Recensione La guerra di Charlie Wilson (2007)

Tante idee e tanto talento, e una realizzazione sontuosa, per una pellicola che sfiora soltanto l'eccellenza, perché, se è vero che ad un tempo intrattiene e stimola la riflessione, pecca forse di eccessivo sarcasmo e di troppo poco cuore.

La guerra dei milioni

Siamo all'inizio degli anni '80, e Charles Wilson è un membro democratico del Congresso del secondo distretto del Texas e ama la bella vita, e soprattutto le belle ragazze. "Puoi insegnar loro a scrivere a macchina, ma non a farsi crescere le tette"; questa è la sua filosofia nel reclutare le proprie assistenti. Tra le sue numerose fiamme, però, c'è anche una donna di grande influenza, l'affascinante e straricca ex beauty queen Joanne Herring, che, oltre a intrattenersi con lui tra le lenzuola, pensa bene di manovrarlo per i propri fini politici e umanitari: Wilson è infatti stato incaricato recentemente di gestire la commissione per l'assistenza "sotterranea" ai miliziani afgani contro gli invasori sovietici - ma, per il momento, non ha fatto altro che raddoppiare un budget spaventosamente impari rispetto alle esigenze dei mujaheddin, alle prese con la tecnologia e la potenza delle truppe URSS.
Joanne - e Gust Avrakotos, probilmente l'agente segreto con meno tatto e abilità diplomatica della storia, ma con utilissime conoscenze - hanno piani più ambiziosi per Charlie, e lo affiancheranno nelle sue manovre per fare ottenere agli afgani oppressi finanziamenti adeguati e armi moderne (magari di provenienza russa!) che permettano loro di fronteggiare gli spietati e meglio equipaggiati nemici.
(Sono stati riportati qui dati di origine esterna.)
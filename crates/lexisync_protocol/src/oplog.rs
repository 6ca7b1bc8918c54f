//! Queue of local mutations awaiting acknowledgement by the backend.

use crate::entity::{CollectionId, Entity, Timestamp};
use serde::{Deserialize, Serialize};
use std::collections::VecDeque;

/// A local change to one entity.
#[derive(Debug, Clone, PartialEq, Eq, Serialize, Deserialize)]
#[serde(rename_all = "camelCase", tag = "op")]
pub enum Mutation {
    /// Entity was created or edited locally.
    Upsert {
        /// The new snapshot.
        entity: Entity,
    },
    /// Entity was deleted locally.
    Delete {
        /// Collection of the deleted entity.
        collection: CollectionId,
        /// Id of the deleted entity.
        id: String,
    },
}

impl Mutation {
    /// Creates an upsert mutation.
    pub fn upsert(entity: Entity) -> Self {
        Mutation::Upsert { entity }
    }

    /// Creates a delete mutation.
    pub fn delete(collection: CollectionId, id: impl Into<String>) -> Self {
        Mutation::Delete {
            collection,
            id: id.into(),
        }
    }

    /// Returns the affected collection.
    pub fn collection(&self) -> CollectionId {
        match self {
            Mutation::Upsert { entity } => entity.collection,
            Mutation::Delete { collection, .. } => *collection,
        }
    }

    /// Returns the affected entity id.
    pub fn entity_id(&self) -> &str {
        match self {
            Mutation::Upsert { entity } => &entity.id,
            Mutation::Delete { id, .. } => id,
        }
    }
}

/// A queued mutation.
#[derive(Debug, Clone, PartialEq, Eq, Serialize, Deserialize)]
#[serde(rename_all = "camelCase")]
pub struct PendingChange {
    /// Queue-assigned operation id.
    pub op_id: u64,
    /// The mutation.
    pub mutation: Mutation,
    /// When the mutation was queued.
    pub queued_at: Timestamp,
}

impl PendingChange {
    /// Creates a pending change.
    pub fn new(op_id: u64, mutation: Mutation, queued_at: Timestamp) -> Self {
        Self {
            op_id,
            mutation,
            queued_at,
        }
    }
}

/// FIFO queue of unpushed local mutations.
///
/// # Invariants
///
/// - Operation ids are assigned monotonically, starting at 1
/// - Entries stay in queue order
/// - An entry leaves the queue only through [`PendingQueue::acknowledge`]
#[derive(Debug, Clone, PartialEq, Eq, Serialize, Deserialize)]
#[serde(rename_all = "camelCase")]
pub struct PendingQueue {
    entries: VecDeque<PendingChange>,
    next_op_id: u64,
}

impl PendingQueue {
    /// Creates an empty queue.
    pub fn new() -> Self {
        Self {
            entries: VecDeque::new(),
            next_op_id: 1,
        }
    }

    /// Appends a mutation and returns its operation id.
    pub fn append(&mut self, mutation: Mutation, queued_at: Timestamp) -> u64 {
        let op_id = self.next_op_id;
        self.next_op_id += 1;
        self.entries
            .push_back(PendingChange::new(op_id, mutation, queued_at));
        op_id
    }

    /// Returns all pending changes in queue order.
    pub fn pending(&self) -> impl Iterator<Item = &PendingChange> {
        self.entries.iter()
    }

    /// Returns the oldest pending changes, up to a limit.
    pub fn pending_batch(&self, limit: usize) -> Vec<&PendingChange> {
        self.entries.iter().take(limit).collect()
    }

    /// Returns the number of pending changes.
    pub fn pending_count(&self) -> usize {
        self.entries.len()
    }

    /// Returns true if any queued mutation touches the entity.
    pub fn has_pending_for(&self, collection: CollectionId, id: &str) -> bool {
        self.entries.iter().any(|c| {
            c.mutation.collection() == collection && c.mutation.entity_id() == id
        })
    }

    /// Removes the given operations and returns them.
    ///
    /// Unknown ids are ignored, so acknowledging twice is harmless.
    pub fn acknowledge(&mut self, op_ids: &[u64]) -> Vec<PendingChange> {
        let mut removed = Vec::new();
        self.entries.retain(|c| {
            if op_ids.contains(&c.op_id) {
                removed.push(c.clone());
                false
            } else {
                true
            }
        });
        removed
    }

    /// Returns the next operation id.
    pub fn next_op_id(&self) -> u64 {
        self.next_op_id
    }

    /// Returns the number of entries.
    pub fn len(&self) -> usize {
        self.entries.len()
    }

    /// Returns true if the queue is empty.
    pub fn is_empty(&self) -> bool {
        self.entries.is_empty()
    }
}

impl Default for PendingQueue {
    fn default() -> Self {
        Self::new()
    }
}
Nonostante la serietà del tema e il pathos di alcune sequenze con scene di battaglia o immagini di bambini mutilati, La guerra di Charlie Wilson non è decisamente un film che definiremmo drammatico. L'approccio dello sceneggiatore Aaron Sorkin e del regista Mike Nichols alla materia biografica e di cronaca (il film è basato sull'omonimo bestseller pubblicato dal reporter George Crile nel 2003, che narra le gesta del vero Charlie Wilson) è leggero, i toni quasi farseschi; la sceneggiatura è briosa e costellata di battute incisive, evocative e divertenti, e, considerando il fatto che è basata su fatti realmente accaduti, appare volutamente forzata, semplicistica e poco credibile. L'intento satirico è evidente persino nelle scene più "epiche": basti pensare alle sequenze in cui si celebra la vittoria afgana e l'ignominiosa ritirata dei sovietici, commentate da un sorprendente arrangiamento del segmento corale del Messiah handeliano "And He Shall Purify", che, ad avere una certa familiarità con il verso biblico ("And He shall purify the sons of Levi, that they may offer unto the Lord an offering in righteousness"), non può che suonare beffardo.
E apertamente beffardi sono anche i riferimenti all'attuale politica estera statunitense: pur essendo, in un certo senso, interventista, il film mette implacabilmente in luce l'ambiguità e la sciagurata miopia nei rapporti con l'Afghanistan in particolare e con i paesi mediorientali in generale, evidenziando con sottigliezza come con la politica anti-sovietica degli anni '80 si siano poste le basi per i conflitti e le tensioni che stiamo vivendo in questi anni.

A dare a questa farsa politica la credibilità e la profondità che la sceneggiatura non vuol darle, sono le interpretazioni: Tom Hanks, nei panni di Wilson, è splendidamente in parte, oltre a sfoderare un accento che ingannerebbe un texano di cinque generazioni; è sul suo viso che leggiamo il turbamento interiore e la crescita nella consapevolezza etica di un uomo che, considerato al tempo uno dei maggiori responsabili della "vittoria" della guerra fredda, è stato messo da parte, e frustrato nei suoi successivi tentativi di azione propositiva e costruttiva. Non è da meno Philip Seymour Hoffman, che, con il ruolo dell'arguto, cinico e screanzato Avrakotos ha centrato la sua seconda nomination all'Oscar dopo la vittoria per Truman Capote - A sangue freddo - mentre non tiene il passo Julia Roberts, che appare distante e fasulla nei suoi parrucconi biondo miele e calca troppo sia l'accento che l'alterigia del suo personaggio.

Non può mancare un accenno alla regia di Nichols, che, come sempre, è risoluta, fertile e imprevedibile persino nella gestione di campo e controcampo nei dialoghi. Tante idee e tanto talento, e una realizzazione sontuosa, per una pellicola che sfiora soltanto l'eccellenza, perché, se è vero che ad un tempo intrattiene e stimola la riflessione, pecca forse di eccessivo sarcasmo e di troppo poco cuore.